You might not have realized it, but the next great battle of cryptography began this month. It's not a political battle over export laws or key escrow or NSA eavesdropping, but an academic battle over who gets to be the creator of the next hash standard.
Hash functions are the most commonly used cryptographic primitive, and the most poorly understood. You can think of them as fingerprint functions: They take an arbitrary long data stream and return a fixed length, and effectively unique, string. The security comes from the fact that while it's easy to generate the fingerprint from a file, it's infeasible to go the other way and generate a file given a fingerprint.
Originally created to make digital signatures more efficient, hashes are now used to secure the very fundamentals of our information infrastructure: in password logins, secure web connections, encryption key management, virus and malware scanning, and almost every cryptographic protocol in current use. Without cryptographic hash functions, the internet would simply not work. At the same time, there isn't a good theory of hash functions. Unlike encryption algorithms, there are no secret keys involved; this makes it harder to mathematically define exactly what hash functions are.
The National Institute of Standards and Technology, NIST, is holding a competition to replace the SHA family of hash functions. "SHA" stands for "Secure Hash Algorithm." It was developed by the NSA in 1993 to replace the commercial MD4 and MD5 algorithms, and has been updated several times since then. All the SHA algorithms are very similar, and have been increasingly under attack, so NIST wants to replace them.
The competition is important because, unlike other technological standards, committee design balancing the interests of diverse constituents isn't conducive to good security. Security is best when it's designed by expert teams and then subjected to public review. And cryptography is best when it's chosen by competition.
In 1997, NIST held a competition for a block cipher to replace DES. Fifteen candidates and three-and-a-half years later, Rijndael became the new Advanced Encryption Standard AES. NIST is doing the same thing for what it's calling SHA-3 (not, for some unexplained reason, the Advanced Hash Standard or AHS).
The deadline was October 31, and NIST received 64 submissions. This isn't surprising I predicted 80 as most of the 15 AES submitters were professors, whose students at the time have become professors themselves, with their own students. (If NIST does a stream cipher competition in another ten years, they should expect about 256 submissions.) These submissions came from academia, from industry, and from hobbyists. CIO magazine recently interviewed one of the submitters, who is 15. Twenty-eight submissions have been made public by the submitters, and six of those have been broken.

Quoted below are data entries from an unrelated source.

#[cfg(test)]
mod tests {
    use super::*;
    use crate::ui::mode::OutputMode;
    use crate::ui::sink::MemorySink;
    use imgtree_core::Variant;

    const PLAIN: TreeOptions = TreeOptions {
        color: true,
        unicode: true,
        width: None,
    };

    fn details(id: &str, disk: &str, content: &str, in_use: bool) -> Details {
        Details {
            id: id.to_string(),
            disk_usage: disk.to_string(),
            content_size: content.to_string(),
            in_use,
        }
    }

    fn alpine() -> Entry {
        Entry {
            names: vec!["alpine:latest".to_string()],
            details: details("sha256:abcd1234ef567890", "5.2MB", "7.5MB", true),
            children: vec![
                Variant {
                    platform: "linux/amd64".to_string(),
                    available: true,
                    details: details("sha256:1111aaaa2222bbbb", "3.1MB", "3MB", true),
                },
                Variant {
                    platform: "linux/arm64".to_string(),
                    available: false,
                    details: details("sha256:3333cccc4444dddd", "0B", "4.5MB", false),
                },
            ],
        }
    }

    fn render_to_string(sink: &mut MemorySink, entries: &[Entry], opts: &TreeOptions) -> String {
        print_tree(sink, entries, opts).unwrap();
        sink.text()
    }

    fn row_w(width: usize, primary: &str, id: &str, disk: &str, content: &str, used: &str) -> String {
        format!(
            "{:<width$}   {:^12}   {:^10}   {:^12}   {:^4}\n",
            primary,
            id,
            disk,
            content,
            used,
            width = width
        )
    }

    fn row(primary: &str, id: &str, disk: &str, content: &str, used: &str) -> String {
        row_w(14, primary, id, disk, content, used)
    }

    #[test]
    fn test_full_width_tree() {
        let mut sink = MemorySink::pipe();
        let out = render_to_string(&mut sink, &[alpine()], &PLAIN);

        let expected = [
            row("Image", "ID", "Disk usage", "Content size", "Used"),
            row("alpine:latest", "abcd1234ef56", "5.2MB", "7.5MB", "\u{2714}"),
            row("\u{251C}\u{2500} linux/amd64", "1111aaaa2222", "3.1MB", "3MB", "\u{2714}"),
            row("\u{2514}\u{2500} linux/arm64", "3333cccc4444", "0B", "4.5MB", " "),
        ]
        .concat();
        assert_eq!(out, expected);
    }

    #[test]
    fn test_pipe_gets_no_escape_codes() {
        let mut sink = MemorySink::pipe();
        let out = render_to_string(&mut sink, &[alpine()], &PLAIN);
        assert!(!out.contains('\x1b'));
    }

    #[test]
    fn test_terminal_gets_styles() {
        let mut sink = MemorySink::terminal(80);
        let out = render_to_string(&mut sink, &[alpine()], &PLAIN);
        let colors = ColorPolicy::new(true);

        assert!(out.contains(&colors.header.apply("Image")));
        assert!(out.contains(&colors.name.apply("alpine:latest")));
        assert!(out.contains(&colors.positive.apply("\u{2714}")));
        assert!(out.contains(&colors.name.apply("\u{251C}\u{2500} linux/amd64")));
        assert!(out.contains(&colors.unavailable().apply("\u{2514}\u{2500} linux/arm64")));
        // Faint carries into the unavailable variant's detail cells.
        assert!(out.contains(&colors.unavailable().apply("3333cccc4444")));
    }

    #[test]
    fn test_terminal_without_color_permission_is_plain() {
        let mut sink = MemorySink::terminal(80);
        let opts = TreeOptions {
            color: false,
            ..PLAIN
        };
        let out = render_to_string(&mut sink, &[alpine()], &opts);
        assert!(!out.contains('\x1b'));
    }

    #[test]
    fn test_narrow_terminal_keeps_only_primary() {
        let mut sink = MemorySink::pipe();
        let opts = TreeOptions {
            width: Some(15),
            ..PLAIN
        };
        let out = render_to_string(&mut sink, &[alpine()], &opts);
        let expected = concat!(
            "Image         \n",
            "alpine:latest \n",
            "\u{251C}\u{2500} linux/amd64\n",
            "\u{2514}\u{2500} linux/arm64\n",
        );
        assert_eq!(out, expected);
    }

    #[test]
    fn test_terminal_width_is_used() {
        let mut sink = MemorySink::terminal(15);
        let opts = TreeOptions {
            color: false,
            ..PLAIN
        };
        let out = render_to_string(&mut sink, &[alpine()], &opts);
        assert_eq!(out.lines().next(), Some("Image         "));
    }

    #[test]
    fn test_pipe_width_is_ignored() {
        let mut sink = MemorySink {
            width: Some(15),
            ..MemorySink::pipe()
        };
        let out = render_to_string(&mut sink, &[alpine()], &PLAIN);
        assert!(out.lines().next().unwrap().contains("Used"));
    }

    #[test]
    fn test_long_name_is_truncated() {
        let entry = Entry {
            names: vec!["registry.example.com/team/service:v1.2.3".to_string()],
            details: details("sha256:abcd", "1MB", "1MB", false),
            children: Vec::new(),
        };
        let mut sink = MemorySink::pipe();
        // 70 - 50 for the detail columns leaves 20 for the name.
        let opts = TreeOptions {
            width: Some(70),
            ..PLAIN
        };
        let out = render_to_string(&mut sink, &[entry], &opts);
        let lines: Vec<&str> = out.lines().collect();
        assert!(lines[0].starts_with("Image                   "));
        assert!(lines[1].starts_with("registry.example....   "));
        assert_eq!(lines[1].chars().take(20).collect::<String>(), "registry.example....");
    }

    #[test]
    fn test_entry_without_variants() {
        let entries = vec![
            Entry {
                children: Vec::new(),
                ..alpine()
            },
            Entry {
                names: vec!["busybox:1".to_string()],
                details: details("sha256:ffff", "2MB", "2MB", false),
                children: Vec::new(),
            },
        ];
        let mut sink = MemorySink::pipe();
        let out = render_to_string(&mut sink, &entries, &PLAIN);

        // Without variants the widest primary value is "alpine:latest".
        let expected = [
            row_w(13, "Image", "ID", "Disk usage", "Content size", "Used"),
            row_w(13, "alpine:latest", "abcd1234ef56", "5.2MB", "7.5MB", "\u{2714}"),
            "\n".to_string(),
            row_w(13, "busybox:1", "ffff", "2MB", "2MB", " "),
        ]
        .concat();
        assert_eq!(out, expected);
        assert!(!out.contains('\u{2514}'));
    }

    #[test]
    fn test_multiple_names_share_detail_row() {
        let entry = Entry {
            names: vec!["alpine:latest".to_string(), "alpine:3".to_string()],
            children: Vec::new(),
            ..alpine()
        };
        let mut sink = MemorySink::pipe();
        let out = render_to_string(&mut sink, &[entry], &PLAIN);
        let lines: Vec<&str> = out.lines().collect();
        assert_eq!(lines.len(), 3);
        assert_eq!(lines[1], "alpine:latest");
        assert!(lines[2].starts_with("alpine:3        abcd1234ef56"));
    }

    #[test]
    fn test_empty_names_gives_details_only_line() {
        let entry = Entry {
            names: Vec::new(),
            children: Vec::new(),
            ..alpine()
        };
        let mut sink = MemorySink::pipe();
        let out = render_to_string(&mut sink, &[entry], &PLAIN);
        let lines: Vec<&str> = out.lines().collect();
        assert_eq!(lines.len(), 2);
        assert!(lines[1].starts_with("   abcd1234ef56"));
    }

    #[test]
    fn test_ascii_symbols() {
        let opts = TreeOptions {
            unicode: false,
            ..PLAIN
        };
        let mut sink = MemorySink::pipe();
        let out = render_to_string(&mut sink, &[alpine()], &opts);
        assert!(out.contains("|- linux/amd64"));
        assert!(out.contains("`- linux/arm64"));
        assert!(out.contains("   *  \n"));
        assert!(out.is_ascii());
    }

    #[test]
    fn test_no_entries_prints_header_only() {
        let mut sink = MemorySink::pipe();
        let out = render_to_string(&mut sink, &[], &PLAIN);
        assert_eq!(out.lines().count(), 1);
        assert!(out.ends_with('\n'));
    }

    #[test]
    fn test_render_is_deterministic() {
        let entries = vec![alpine(), alpine()];
        let mut first = MemorySink::terminal(100);
        let mut second = MemorySink::terminal(100);
        print_tree(&mut first, &entries, &PLAIN).unwrap();
        print_tree(&mut second, &entries, &PLAIN).unwrap();
        assert_eq!(first.buf, second.buf);
    }

    #[test]
    fn test_every_line_is_terminated_in_sink() {
        let entries = vec![alpine(), alpine()];
        let mut sink = MemorySink::pipe();
        let out = render_to_string(&mut sink, &entries, &PLAIN);
        // header + 2 * (name + 2 variants) + 1 separator
        assert_eq!(out.matches('\n').count(), 8);
        assert!(out.ends_with('\n'));
    }

    fn ctx(mode: OutputMode) -> UiContext {
        UiContext {
            is_tty: mode.is_pretty(),
            color: false,
            unicode: false,
            width: None,
            mode,
        }
    }

    #[test]
    fn test_error_message_plain() {
        let e = error_message(&ctx(OutputMode::Plain), "Something went wrong", Some("Try again"));
        assert_eq!(e, "error=Something went wrong\nhint=Try again");
    }

    #[test]
    fn test_error_message_pretty() {
        let e = error_message(&ctx(OutputMode::Pretty), "Something went wrong", None);
        assert_eq!(e, "[ERR] Something went wrong");
    }

    #[test]
    fn test_hint_pretty() {
        let h = hint(&ctx(OutputMode::Pretty), "try this");
        assert_eq!(h, "Hint: try this");
    }
}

NIST is going through all the submissions right now, making sure they are complete and proper. Their goal is to publish all accepted submissions by the end of November, in advance of the First Hash Function Candidate Conference, to be held in Belgium right after the Fast Software Encryption workshop in February.
The group expects to quickly make a first cut of algorithms hopefully to about a dozen and give the community a year of cryptanalysis before making a second cut in 2010. After another year of cryptanalysis, NIST will choose a winner in 2011. Expect a final standard by 2012.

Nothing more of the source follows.